O mesmo, tendo entre 15 e 16 anos, será submetido «a um programa intensivo de reabilitação», vinca. Segundo a especialista, o consumo deste gás é feito de forma
recreativa e de vez em quando. No entanto, alerta que o gás, usado de «forma mais continuada» diminui os níveis da vitamina B12, algo fundamental na formação da bainha de mielina que envolve os nervos.
«Quando a mielina está deficitária, não é feita a transmissão correta do impulso nervoso e isso pode dar alterações do sistema nervoso central», afirma, explicando que pode acontecer perda de memória, confusão mental, alucinações.
Rita Silva explicou que o gás provoca “alterações da perceção do espaço e do tempo”, criando um efeito dissociativo da realidade, com sensações de euforia que duram “30 a 60 segundos”, que é o pretendido pelos jovens.
Este uso contínuo também pode resultar em danos nos nervos e músculos, provocando «falta de força nos membros» e prejudicando gravemente o equilíbrio e a coordenação.
«Chegam a andar com o que chamamos de ataxia, parecem bêbados, e têm alterações de sensibilidade, como formigueiros ou mesmo não sentir os membros», descreve a especialista.
«Se for um consumo pesado ou crónico, sabemos que pode ter consequências orgânicas que, mesmo sob tratamento, podem vir a ser irreversíveis», afirma Margarida Alcafache, pediatra na Unidade de Adolescentes da ULS São José, do Hospital Dona Estefânia.
Há, ainda, consequências para os pulmões mas, segundo Margarida Alcafache, «a toxicidade neurológica» é «a mais preocupante, a mais grave», afirma. No estrangeiro, segundo as especialistas, na sequência da inalação deste gás há quem morra em asfixia, com sacos de plástico na cabeça.
A PSP vigia este consumo desde abril de 2021, emitindo alerta para serem reforçadas as medidas de fiscalização na sua venda e consumo. Foi incluído, em 2022, na lista de substâncias psicoativas.

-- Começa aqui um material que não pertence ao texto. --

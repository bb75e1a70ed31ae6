//! Persisted account file.

use crate::ids::DeviceId;
use crate::secrets::AuthenticatorSecret;
use crate::session::Session;
use serde::{Deserialize, Serialize};

/// The on-disk JSON document describing one enrolled account.
///
/// Secrets are stored as issued; the session block is absent until the first
/// successful login and rewritten whenever tokens rotate.
#[derive(Debug, Clone, Serialize, Deserialize)]
pub struct AccountDocument {
    /// Base64 secret backing one-time code generation.
    pub shared_secret: String,
    /// Base64 secret backing confirmation signatures.
    pub identity_secret: String,
    /// The enrolled device identifier.
    pub device_id: DeviceId,
    /// Last known session, if a login succeeded before.
    #[serde(default, skip_serializing_if = "Option::is_none")]
    pub session: Option<Session>,
}

impl AccountDocument {
    /// Build the secret bundle this document describes.
    pub fn secret(&self) -> AuthenticatorSecret {
        AuthenticatorSecret::new(
            self.shared_secret.clone(),
            self.identity_secret.clone(),
            self.device_id.clone(),
        )
    }
}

No mesmo ano, apreendeu 173 botijas ou balões, 69 em 2023 e 152 em 2024.
«Este gás, inodoro e incolor, tornou-se uma droga popular em festas e em contexto de diversão noturna. Pode ser inalado através de balões ou cartuchos vendidos para culinária, como os encontrados nos recipientes de chantilly», descreve a PSP.
Por sua vez, o Instituto para os Comportamentos Aditivos e as Dependências (ICAD) diz que o gás «está mais circunscrito ao contexto recreativo, com consumos mais pontuais e com menor severidade. No entanto, é, obviamente, um comportamento que nos preocupa e ao qual temos dado atenção», aponta a porta-voz Andreia Ribeiro, psicóloga do ICAD.
A «baixa perceção do risco» nos jovens e a falta de informação torna-os mais vulneráveis, o que leva a psicóloga a defender um trabalho preventivo nos meios escolar e universitário.